Section Version History

Section 5.3 — Preclinical safety data

← Veraxanib 50 mg film-coated tablets

3 versions recorded. Append-only — each version is immutable once written.

v3 · current
C. Laurent (Regulatory Affairs Lead) · 08 Apr 2024 · d3939cc98197…
Confirmed unchanged at PSUR 1 review
Veraxanib was not genotoxic in a standard battery of in vitro and in vivo tests. In repeat-dose toxicity studies up to 26 weeks in rats and dogs, the main findings were hyperphosphataemia, weight loss, and hepatocellular changes at exposures consistent with human therapeutic exposure. No carcinogenicity studies have been conducted with Veraxanib. Reproductive and developmental toxicity studies in rats showed embryofoetal lethality and skeletal malformations at doses causing maternal toxicity. Effects on male fertility (reduced spermatogenesis) were observed at exposures approximately 2-fold above the human AUC at the recommended dose. Veraxanib was phototoxic in an in vitro phototoxicity assay. The clinical relevance is unknown.
v2
Dr. A. Müller (MAH Medical Affairs) · 12 Sept 2023 · d3939cc98197…
Added phototoxicity finding from completed GLP study; added note on no carcinogenicity studies; refined liver description
Veraxanib was not genotoxic in a standard battery of in vitro and in vivo tests. In repeat-dose toxicity studies up to 26 weeks in rats and dogs, the main findings were hyperphosphataemia, weight loss, and hepatocellular changes at exposures consistent with human therapeutic exposure. No carcinogenicity studies have been conducted with Veraxanib. Reproductive and developmental toxicity studies in rats showed embryofoetal lethality and skeletal malformations at doses causing maternal toxicity. Effects on male fertility (reduced spermatogenesis) were observed at exposures approximately 2-fold above the human AUC at the recommended dose. Veraxanib was phototoxic in an in vitro phototoxicity assay. The clinical relevance is unknown.
v1
Dr. A. Müller (MAH Medical Affairs) · 15 Mar 2023 · bf66490b3394…
Initial submission
Veraxanib was not genotoxic in a standard battery of in vitro and in vivo tests.
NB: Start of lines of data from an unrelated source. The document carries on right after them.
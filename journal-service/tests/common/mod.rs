//! Common test utilities for journal-service integration tests.

#![allow(dead_code)]

use chrono::NaiveDate;
use journal_service::config::{
    AccountMapping, DatabaseConfig, LedgerConfig, PostingPolicy,
};
use journal_service::models::{
    Account, AccountType, CreateAccount, CreateCashBank, JournalLineInput, PostingRequest,
    SourceType,
};
use journal_service::services::{CashFlowRules, Database};
use journal_service::startup::AppState;
use rust_decimal::Decimal;
use service_core::config::Config as CommonConfig;
use std::sync::Once;
use uuid::Uuid;

static INIT: Once = Once::new();

/// Initialize tracing for tests (only once).
pub fn init_tracing() {
    INIT.call_once(|| {
        tracing_subscriber::fmt()
            .with_env_filter("info,journal_service=debug,sqlx=warn")
            .with_test_writer()
            .try_init()
            .ok();
    });
}

pub fn test_config(database_url: String) -> LedgerConfig {
    LedgerConfig {
        common: CommonConfig {
            host: [127, 0, 0, 1].into(),
            port: 0,
        },
        service_name: "journal-service-test".to_string(),
        service_version: "test".to_string(),
        log_level: "debug".to_string(),
        otlp_endpoint: None,
        database: DatabaseConfig {
            url: database_url,
            max_connections: 8,
            min_connections: 1,
        },
        policy: PostingPolicy::default(),
        accounts: AccountMapping::default(),
        cash_flow: CashFlowRules::default(),
    }
}

/// Ids of the seeded chart of accounts.
pub struct Chart {
    pub assets_header: Uuid,
    pub cash: Uuid,
    pub bank: Uuid,
    pub receivable: Uuid,
    pub inventory: Uuid,
    pub payable: Uuid,
    pub tax_payable: Uuid,
    pub equity: Uuid,
    pub retained_earnings: Uuid,
    pub revenue: Uuid,
    pub cogs: Uuid,
    pub cash_bank_cash: Uuid,
    pub cash_bank_bank: Uuid,
}

pub struct TestLedger {
    pub state: AppState,
    pub chart: Chart,
}

impl TestLedger {
    pub fn pool(&self) -> &sqlx::PgPool {
        self.state.db.pool()
    }

    pub async fn account(&self, account_id: Uuid) -> Account {
        self.state
            .db
            .get_account(account_id)
            .await
            .expect("Failed to load account")
            .expect("Account missing")
    }

    pub async fn balance(&self, account_id: Uuid) -> Decimal {
        self.account(account_id).await.balance
    }

    pub async fn cash_bank_balance(&self, cash_bank_id: Uuid) -> Decimal {
        self.state
            .db
            .get_cash_bank(cash_bank_id)
            .await
            .expect("Failed to load cash bank")
            .expect("Cash bank missing")
            .balance
    }

    pub async fn count(&self, table: &str) -> i64 {
        sqlx::query_scalar(&format!("SELECT COUNT(*) FROM {}", table))
            .fetch_one(self.pool())
            .await
            .expect("Failed to count rows")
    }

    /// Insert a sale with `(quantity, unit cost)` items.
    pub async fn insert_sale(
        &self,
        sale_id: i64,
        status: &str,
        sale_date: NaiveDate,
        items: &[(Decimal, Decimal)],
    ) {
        sqlx::query(
            "INSERT INTO sales (sale_id, invoice_number, status, sale_date) VALUES ($1, $2, $3, $4)",
        )
        .bind(sale_id)
        .bind(format!("INV-{:05}", sale_id))
        .bind(status)
        .bind(sale_date)
        .execute(self.pool())
        .await
        .expect("Failed to insert sale");

        for (i, (quantity, cost)) in items.iter().enumerate() {
            sqlx::query(
                "INSERT INTO sale_items (sale_id, product_id, quantity, cost_price_snapshot) \
                 VALUES ($1, $2, $3, $4)",
            )
            .bind(sale_id)
            .bind(i as i64 + 1)
            .bind(quantity)
            .bind(cost)
            .execute(self.pool())
            .await
            .expect("Failed to insert sale item");
        }
    }
}

/// Connect, migrate, wipe and seed a fresh chart of accounts.
///
/// Tests using this share one database and must run under `#[serial]`.
pub async fn setup() -> TestLedger {
    init_tracing();

    let database_url = std::env::var("TEST_DATABASE_URL")
        .expect("TEST_DATABASE_URL must be set to run journal-service integration tests");
    let config = test_config(database_url);

    let db = Database::new(
        &config.database.url,
        config.database.max_connections,
        config.database.min_connections,
    )
    .await
    .expect("Failed to connect to test database");
    db.run_migrations().await.expect("Failed to run migrations");

    sqlx::query(
        "TRUNCATE closed_periods, cash_bank_transactions, posting_intents, journal_lines, \
         journal_entries, journal_sequences, cash_banks, accounts, sale_items, sales CASCADE",
    )
    .execute(db.pool())
    .await
    .expect("Failed to reset ledger tables");

    let chart = seed_chart(&db).await;
    TestLedger {
        state: AppState::new(config, db),
        chart,
    }
}

async fn account(
    db: &Database,
    code: &str,
    name: &str,
    account_type: AccountType,
    parent_code: Option<&str>,
    is_header: bool,
) -> Uuid {
    db.create_account(&CreateAccount {
        code: code.to_string(),
        name: name.to_string(),
        account_type,
        parent_code: parent_code.map(str::to_string),
        is_header,
    })
    .await
    .unwrap_or_else(|e| panic!("Failed to create account {}: {}", code, e))
    .account_id
}

async fn cash_bank(db: &Database, code: &str, account_code: &str) -> Uuid {
    db.create_cash_bank(&CreateCashBank {
        code: code.to_string(),
        name: code.to_string(),
        account_code: account_code.to_string(),
        allow_negative: false,
    })
    .await
    .unwrap_or_else(|e| panic!("Failed to create cash bank {}: {}", code, e))
    .cash_bank_id
}

async fn seed_chart(db: &Database) -> Chart {
    use AccountType::*;

    let assets_header = account(db, "1000", "Current Assets", Asset, None, true).await;
    let cash = account(db, "1101", "Cash", Asset, Some("1000"), false).await;
    let bank = account(db, "1102", "Bank", Asset, Some("1000"), false).await;
    let receivable = account(db, "1201", "Accounts Receivable", Asset, Some("1000"), false).await;
    let inventory = account(db, "1301", "Inventory", Asset, Some("1000"), false).await;
    let payable = account(db, "2101", "Accounts Payable", Liability, None, false).await;
    let tax_payable = account(db, "2103", "Tax Payable", Liability, None, false).await;
    let equity = account(db, "3101", "Owner Capital", Equity, None, false).await;
    let retained_earnings = account(db, "3201", "Retained Earnings", Equity, None, false).await;
    let revenue = account(db, "4101", "Sales Revenue", Revenue, None, false).await;
    let cogs = account(db, "5101", "Cost of Goods Sold", Expense, None, false).await;

    let cash_bank_cash = cash_bank(db, "CASH-01", "1101").await;
    let cash_bank_bank = cash_bank(db, "BANK-01", "1102").await;

    Chart {
        assets_header,
        cash,
        bank,
        receivable,
        inventory,
        payable,
        tax_payable,
        equity,
        retained_earnings,
        revenue,
        cogs,
        cash_bank_cash,
        cash_bank_bank,
    }
}

pub fn date(y: i32, m: u32, d: u32) -> NaiveDate {
    NaiveDate::from_ymd_opt(y, m, d).expect("valid date")
}

pub fn request(
    source_type: SourceType,
    source_id: i64,
    purpose: &str,
    entry_date: NaiveDate,
    lines: Vec<JournalLineInput>,
) -> PostingRequest {
    PostingRequest {
        source_type,
        source_id,
        purpose: purpose.to_string(),
        entry_date,
        description: None,
        lines,
    }
}

/// `DEBIT debit / CREDIT credit` for `amount`.
pub fn simple(
    source_type: SourceType,
    source_id: i64,
    purpose: &str,
    entry_date: NaiveDate,
    debit: Uuid,
    credit: Uuid,
    amount: Decimal,
) -> PostingRequest {
    request(
        source_type,
        source_id,
        purpose,
        entry_date,
        vec![
            JournalLineInput::debit(debit, amount),
            JournalLineInput::credit(credit, amount),
        ],
    )
}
In repeat-dose toxicity studies up to 26 weeks in rats and dogs, the main findings were hyperphosphataemia, weight loss, and changes in the liver at exposures consistent with human therapeutic exposure. Reproductive and developmental toxicity studies in rats showed embryofoetal lethality and skeletal malformations at doses causing maternal toxicity. Effects on male fertility (reduced spermatogenesis) were observed at exposures approximately 2-fold above the human AUC at the recommended dose.